Katara 2 years, 9 months ago

I agree with Lateralis.

We had the intel. There was no reason to not go ahead and apprehend him. There was no reason not to give him a fair trial - something that is guaranteed to all American citizens. He didn't relinquish his citizenship. There is an actual process that has to be done in order to do that and in order for the U.S. not to continue to recognize something as a U.S. citizens and therefore no longer bound to the protections of the Constitution.

http://travel.state.gov/law/citizenship/citizenship_776.html

We do tell other countries how democracy and due process works all the time. It is important that we practice what we preach.

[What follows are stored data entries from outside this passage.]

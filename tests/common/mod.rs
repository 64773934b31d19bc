#![allow(dead_code)]

use std::sync::Arc;

use anyhow::{Context, Result};
use axum::{
    body::{to_bytes, Body, Bytes},
    http::{header, HeaderMap, Method, Request, StatusCode},
    Router,
};
use serde_json::Value;
use tower::ServiceExt;

use campus_discipline_api::{
    auth::Registration,
    config::{AppConfig, MIN_BCRYPT_COST},
    database::MemoryStore,
    server,
    state::AppState,
    types::Role,
};

pub const PASSWORD: &str = "secret123";
pub const ADMIN: &str = "A001";
pub const STAFF: &str = "E001";
pub const STUDENT: &str = "S001";
pub const OTHER_STUDENT: &str = "S002";
pub const STUDENT_NUMBER: &str = "2024-0001";

pub const ENGINEERING: i32 = 1;
pub const NURSING: i32 = 2;
pub const COMPUTER_SCIENCE: i32 = 10;

/// Router over an in-memory store seeded with one account per role
pub struct TestApp {
    pub router: Router,
    pub state: AppState,
    pub store: Arc<MemoryStore>,
}

pub fn registration(id: &str, name: &str, role: Role) -> Registration {
    Registration {
        id: id.to_string(),
        student_number: None,
        employee_number: None,
        name: name.to_string(),
        email: None,
        password: PASSWORD.to_string(),
        role_id: Some(role.id()),
        department_id: None,
        program_id: None,
        year_level: None,
        status: None,
        batch: None,
        photo: None,
    }
}

pub fn test_config() -> AppConfig {
    let mut config = AppConfig::development();
    config.security.jwt_secret = "integration-test-secret".to_string();
    config.security.bcrypt_cost = MIN_BCRYPT_COST;
    config.api.enable_request_logging = false;
    config
}

impl TestApp {
    pub async fn spawn() -> Result<Self> {
        Self::with_config(test_config()).await
    }

    pub async fn with_config(config: AppConfig) -> Result<Self> {
        let store = Arc::new(
            MemoryStore::new()
                .with_department(ENGINEERING, "Engineering")
                .with_department(NURSING, "Nursing")
                .with_program(COMPUTER_SCIENCE, "Computer Science"),
        );
        let state = AppState::new(config, store.clone()).await?;

        let mut student = registration(STUDENT, "Cruz, Ana", Role::Student);
        student.student_number = Some(STUDENT_NUMBER.to_string());
        student.department_id = Some(ENGINEERING);
        student.year_level = Some("1".to_string());

        for reg in [
            registration(ADMIN, "Registrar Admin", Role::Administrator),
            registration(STAFF, "Discipline Officer", Role::Staff),
            student,
            registration(OTHER_STUDENT, "Reyes, Ben", Role::Student),
        ] {
            state
                .credentials
                .register(reg, Role::Student)
                .await
                .context("seeding account")?;
        }

        Ok(Self {
            router: server::app(state.clone()),
            state,
            store,
        })
    }

    /// Sends a request; `token` goes into the Authorization header verbatim
    pub async fn send(
        &self,
        method: Method,
        uri: &str,
        token: Option<&str>,
        body: Option<Value>,
    ) -> Result<(StatusCode, HeaderMap, Bytes)> {
        let mut builder = Request::builder().method(method).uri(uri);
        if let Some(token) = token {
            builder = builder.header(header::AUTHORIZATION, token);
        }

        let request = match body {
            Some(json) => builder
                .header(header::CONTENT_TYPE, "application/json")
                .body(Body::from(serde_json::to_vec(&json)?))?,
            None => builder.body(Body::empty())?,
        };

        let response = self.router.clone().oneshot(request).await?;
        let status = response.status();
        let headers = response.headers().clone();
        let bytes = to_bytes(response.into_body(), usize::MAX).await?;
        Ok((status, headers, bytes))
    }

    /// Like [`TestApp::send`] but parses the body as JSON
    pub async fn json(
        &self,
        method: Method,
        uri: &str,
        token: Option<&str>,
        body: Option<Value>,
    ) -> Result<(StatusCode, Value)> {
        let (status, _, bytes) = self.send(method, uri, token, body).await?;
        let value = serde_json::from_slice(&bytes)
            .with_context(|| format!("non-JSON body from {}: {:?}", uri, String::from_utf8_lossy(&bytes)))?;
        Ok((status, value))
    }

    /// Logs in and returns the raw token
    pub async fn login(&self, identifier: &str, password: &str) -> Result<String> {
        let (status, body) = self
            .json(
                Method::POST,
                "/auth/login",
                None,
                Some(serde_json::json!({ "identifier": identifier, "password": password })),
            )
            .await?;
        anyhow::ensure!(status == StatusCode::OK, "login for {} failed: {} {}", identifier, status, body);

        body["data"]["token"]
            .as_str()
            .map(str::to_string)
            .context("login response without token")
    }
}
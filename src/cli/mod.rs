pub mod commands;
pub mod utils;

use clap::{Parser, Subcommand};
use serde::{Deserialize, Serialize};

#[derive(Parser)]
#[command(name = "discipline")]
#[command(about = "Discipline CLI - account bootstrap and history tooling for the Campus Discipline API")]
#[command(version)]
pub struct Cli {
    #[arg(long, global = true, conflicts_with = "json", help = "Output in human-readable text format (default)")]
    pub text: bool,

    #[arg(long, global = true, help = "Output in JSON format")]
    pub json: bool,

    #[command(subcommand)]
    pub command: Commands,
}

#[derive(Subcommand)]
pub enum Commands {
    #[command(about = "Print a bcrypt hash for a password")]
    HashPassword {
        #[arg(help = "Plaintext password")]
        password: String,
    },

    #[command(about = "Create an account directly in the database")]
    CreateAccount(commands::account::CreateAccountArgs),

    #[command(about = "Show an account's change history, most recent first")]
    History {
        #[arg(help = "Account id")]
        account_id: String,
    },

    #[command(about = "Write the full change history as CSV")]
    ExportHistory {
        #[arg(long, help = "Output file (defaults to stdout)")]
        out: Option<std::path::PathBuf>,
    },
}

#[derive(Debug, Clone, Copy, PartialEq, Eq, Serialize, Deserialize)]
pub enum OutputFormat {
    Text,
    Json,
}

impl OutputFormat {
    pub fn from_cli(cli: &Cli) -> Self {
        match (cli.text, cli.json) {
            (false, true) => OutputFormat::Json,
            _ => OutputFormat::Text,
        }
    }
}

pub async fn run(cli: Cli) -> anyhow::Result<()> {
    let output_format = OutputFormat::from_cli(&cli);

    match cli.command {
        Commands::HashPassword { password } => commands::account::hash_password(&password, output_format).await,
        Commands::CreateAccount(args) => commands::account::create_account(args, output_format).await,
        Commands::History { account_id } => commands::history::show(&account_id, output_format).await,
        Commands::ExportHistory { out } => commands::history::export(out, output_format).await,
    }
}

jafs 2 years, 9 months ago

I would expand your last comment, and apply it to many other issues as well.

classclown 2 years, 9 months ago

TheYetiSpeaks (anonymous) replies…

December 1779. He was found guilty of 2 lesser offenses, due in no small part to the fact that G. Washington was a fan. Still, even the minor charges angered Arnold to take on more serious acts of espionage. March 16, 2012 at 11:20 a.m.

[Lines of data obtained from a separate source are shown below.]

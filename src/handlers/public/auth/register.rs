// handlers/public/auth/register.rs - POST /auth/register handler

use axum::{extract::rejection::JsonRejection, extract::State, Json};

use crate::auth::Registration;
use crate::database::models::Account;
use crate::error::ApiError;
use crate::middleware::{ApiResponse, ApiResult};
use crate::state::AppState;
use crate::types::Role;

/// POST /auth/register - Self-registration
///
/// Accepts the same body as `POST /api/accounts`. Any `role_id` or `status`
/// in the body is discarded: self-registered accounts are always active
/// Students. Answers 403 when self-registration is disabled and 409 when an
/// identifier is already in use.
pub async fn post(
    State(state): State<AppState>,
    payload: Result<Json<Registration>, JsonRejection>,
) -> ApiResult<Account> {
    if !state.config.security.allow_self_registration {
        return Err(ApiError::forbidden("Self-registration is disabled"));
    }

    let Json(mut registration) = payload?;
    registration.role_id = None;
    registration.status = None;

    let account = state.credentials.register(registration, Role::Student).await?;
    Ok(ApiResponse::created(account))
}
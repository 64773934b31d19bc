pub mod password;
pub mod session;

// Re-export handler functions for use in routing
pub use password::put as password_put;
pub use session::whoami as session_whoami;
use std::sync::Arc;

use thiserror::Error;

use crate::auth::{CredentialService, PasswordError, PasswordHasher, TokenError, TokenService};
use crate::config::AppConfig;
use crate::database::store::Store;

#[derive(Debug, Error)]
pub enum StateError {
    #[error(transparent)]
    Token(#[from] TokenError),

    #[error(transparent)]
    Password(#[from] PasswordError),
}

/// Shared handler state. Cheap to clone; everything heavy sits behind `Arc`.
#[derive(Clone)]
pub struct AppState {
    pub config: Arc<AppConfig>,
    pub store: Arc<dyn Store>,
    pub tokens: TokenService,
    pub credentials: CredentialService,
}

impl AppState {
    pub async fn new(config: AppConfig, store: Arc<dyn Store>) -> Result<Self, StateError> {
        let tokens = TokenService::from_config(&config.security)?;
        let hasher = PasswordHasher::new(config.security.bcrypt_cost);
        let credentials = CredentialService::new(store.clone(), tokens.clone(), hasher).await?;

        Ok(Self {
            config: Arc::new(config),
            store,
            tokens,
            credentials,
        })
    }
}
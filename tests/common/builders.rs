//! Test data builders for creating test objects

use newsdesk::{PipelineConfig, PipelineSettings, ProducerSpec};

/// Builder for creating test pipeline configs
pub struct ConfigBuilder {
    producers: Vec<ProducerSpec>,
    co_editor_queue_size: usize,
    edit_delay_ms: u64,
    seed: Option<u64>,
}

impl ConfigBuilder {
    pub fn new() -> Self {
        Self {
            producers: Vec::new(),
            co_editor_queue_size: 1,
            edit_delay_ms: 0,
            seed: Some(42),
        }
    }

    pub fn producer(mut self, id: u32, messages: usize, queue_size: usize) -> Self {
        self.producers.push(ProducerSpec {
            id,
            messages,
            queue_size,
        });
        self
    }

    /// Add `count` producers with ids 1..=count
    pub fn producers(mut self, count: u32, messages: usize, queue_size: usize) -> Self {
        for id in 1..=count {
            self = self.producer(id, messages, queue_size);
        }
        self
    }

    pub fn co_editor_queue_size(mut self, size: usize) -> Self {
        self.co_editor_queue_size = size;
        self
    }

    pub fn edit_delay_ms(mut self, ms: u64) -> Self {
        self.edit_delay_ms = ms;
        self
    }

    pub fn seed(mut self, seed: Option<u64>) -> Self {
        self.seed = seed;
        self
    }

    pub fn build(self) -> PipelineConfig {
        PipelineConfig::new(self.producers, self.co_editor_queue_size).with_settings(
            PipelineSettings {
                edit_delay_ms: self.edit_delay_ms,
                seed: self.seed,
            },
        )
    }
}

#[cfg(test)]
mod tests {
    use super::*;

    #[test]
    fn test_config_builder() {
        let config = ConfigBuilder::new()
            .producers(3, 5, 2)
            .co_editor_queue_size(4)
            .build();

        assert_eq!(config.producers.len(), 3);
        assert_eq!(config.producers[2].id, 3);
        assert_eq!(config.co_editor_queue_size, 4);
        assert_eq!(config.settings.edit_delay_ms, 0);
    }
}
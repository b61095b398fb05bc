//! newsdesk - Main Entry Point
//!
//! Loads a pipeline configuration, runs the producer → dispatcher →
//! co-editor → screen manager pipeline to completion and prints the screen
//! output on stdout. Logs go to stderr.

use clap::Parser;
use newsdesk::config::PipelineConfig;
use newsdesk::pipeline::{PipelineBuilder, StdoutSink};
use newsdesk::ResultExt;
use std::path::PathBuf;
use std::process::ExitCode;
use std::time::Duration;
use tracing_appender::non_blocking::WorkerGuard;
use tracing_subscriber::{layer::SubscriberExt, util::SubscriberInitExt, EnvFilter};

/// Run the bounded-buffer news pipeline.
#[derive(Parser, Debug)]
#[command(name = "newsdesk", version, about)]
struct Cli {
    /// Pipeline configuration: a text descriptor, or TOML when the extension is .toml
    config: PathBuf,

    /// Base seed for producer category choice (random when omitted)
    #[arg(long)]
    seed: Option<u64>,

    /// Co-editor delay per article, in milliseconds
    #[arg(long, value_name = "MS")]
    edit_delay_ms: Option<u64>,

    /// Log filter, e.g. "info" or "newsdesk=debug" (overrides RUST_LOG)
    #[arg(long, value_name = "FILTER")]
    log_level: Option<String>,
}

/// Logs go to stderr through a non-blocking writer so stdout stays clean.
fn init_logging(filter: Option<&str>) -> WorkerGuard {
    let (writer, guard) = tracing_appender::non_blocking(std::io::stderr());
    let filter = match filter {
        Some(filter) => EnvFilter::new(filter),
        None => EnvFilter::try_from_default_env().unwrap_or_else(|_| EnvFilter::new("warn")),
    };

    tracing_subscriber::registry()
        .with(filter)
        .with(tracing_subscriber::fmt::layer().with_writer(writer))
        .init();

    guard
}

fn run(cli: &Cli) -> anyhow::Result<()> {
    let config = PipelineConfig::load(&cli.config)?;

    let mut builder = PipelineBuilder::new(config);
    if let Some(seed) = cli.seed {
        builder = builder.seed(seed);
    }
    if let Some(ms) = cli.edit_delay_ms {
        builder = builder.edit_delay(Duration::from_millis(ms));
    }

    let pipeline = builder.build().context("Failed to allocate pipeline buffers")?;
    let report = pipeline.run(StdoutSink).context("Pipeline failed")?;
    if report.dispatch.dropped > 0 || report.screen.write_errors > 0 || !report.is_conserved() {
        tracing::warn!(
            "Run finished with losses: produced {}, dropped {}, displayed {}, write errors {}",
            report.produced_total(),
            report.dispatch.dropped,
            report.displayed(),
            report.screen.write_errors
        );
    }
    Ok(())
}

fn main() -> ExitCode {
    let cli = Cli::parse();
    let _guard = init_logging(cli.log_level.as_deref());

    match run(&cli) {
        Ok(()) => ExitCode::SUCCESS,
        Err(e) => {
            eprintln!("Error: {e}");
            ExitCode::FAILURE
        }
    }
}
//! Error handling for newsdesk
//!
//! This module defines the crate-level error type and a Result alias used by
//! configuration loading and pipeline assembly. Errors raised inside the
//! running pipeline live in [`crate::pipeline::PipelineError`] and convert
//! into [`NewsdeskError`] via `From`.

use crate::pipeline::PipelineError;
use thiserror::Error;

/// Main error type for newsdesk operations
#[derive(Error, Debug)]
pub enum NewsdeskError {
    /// Semantically invalid configuration (bad capacity, missing field)
    #[error("Configuration error: {0}")]
    Config(String),

    /// Syntax error in a text configuration descriptor
    #[error("Parse error at line {line}: {message}")]
    Parse { line: usize, message: String },

    /// Errors raised while assembling or running the pipeline
    #[error("Pipeline error: {0}")]
    Pipeline(#[from] PipelineError),

    /// IO errors
    #[error("IO error: {0}")]
    Io(#[from] std::io::Error),

    /// Generic errors with context
    #[error("{context}: {source}")]
    WithContext {
        context: String,
        #[source]
        source: Box<NewsdeskError>,
    },
}

impl NewsdeskError {
    /// Add context to an error
    pub fn with_context(self, context: impl Into<String>) -> Self {
        NewsdeskError::WithContext {
            context: context.into(),
            source: Box::new(self),
        }
    }

    /// Create a parse error for a 1-based line number
    pub fn parse(line: usize, message: impl Into<String>) -> Self {
        NewsdeskError::Parse {
            line,
            message: message.into(),
        }
    }
}

/// Result type alias for newsdesk operations
pub type Result<T> = std::result::Result<T, NewsdeskError>;

/// Extension trait for adding context to Results
pub trait ResultExt<T> {
    /// Add context to an error result
    fn context(self, context: impl Into<String>) -> Result<T>;

    /// Add context lazily to an error result
    fn with_context<F>(self, f: F) -> Result<T>
    where
        F: FnOnce() -> String;
}

impl<T, E> ResultExt<T> for std::result::Result<T, E>
where
    E: Into<NewsdeskError>,
{
    fn context(self, context: impl Into<String>) -> Result<T> {
        self.map_err(|e| {
            let e: NewsdeskError = e.into();
            e.with_context(context)
        })
    }

    fn with_context<F>(self, f: F) -> Result<T>
    where
        F: FnOnce() -> String,
    {
        self.map_err(|e| {
            let e: NewsdeskError = e.into();
            e.with_context(f())
        })
    }
}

==============================================

That had nothing to do with treason or espionage and he was still every bit the patriot then.

I ask again. When did Benedict Arnold receive a trial for treason?

TheYetiSpeaks 2 years, 9 months ago

I feel like we went on a tangent here....and you missed the point I was originally making. Arnold was brought up on several charges, most of which were dropped, but some thought were suspicious. Its probable that several officers had noticed some curious intent. He wound up being found guilty on a couple " bookkeeping" errors that had little to do with anything. However, to say he was still regarded as a patriot was not accurate considering that since he had married a Tory woman 2 years previous he had taken to associating himself with other Tories and was probably firmly entrenched in their cause. Historians go back and forth on this but it's really neither here nor there since it has little to do with my original point which was that it is of little importance whether Awlaki got what he deserved, but rather whether the government should have the ability to do such a thing. Awlaki didn't die in a military skirmish where he was openly in battle with Americans, but from a drone attack on an express order from the President of the United States. Big difference.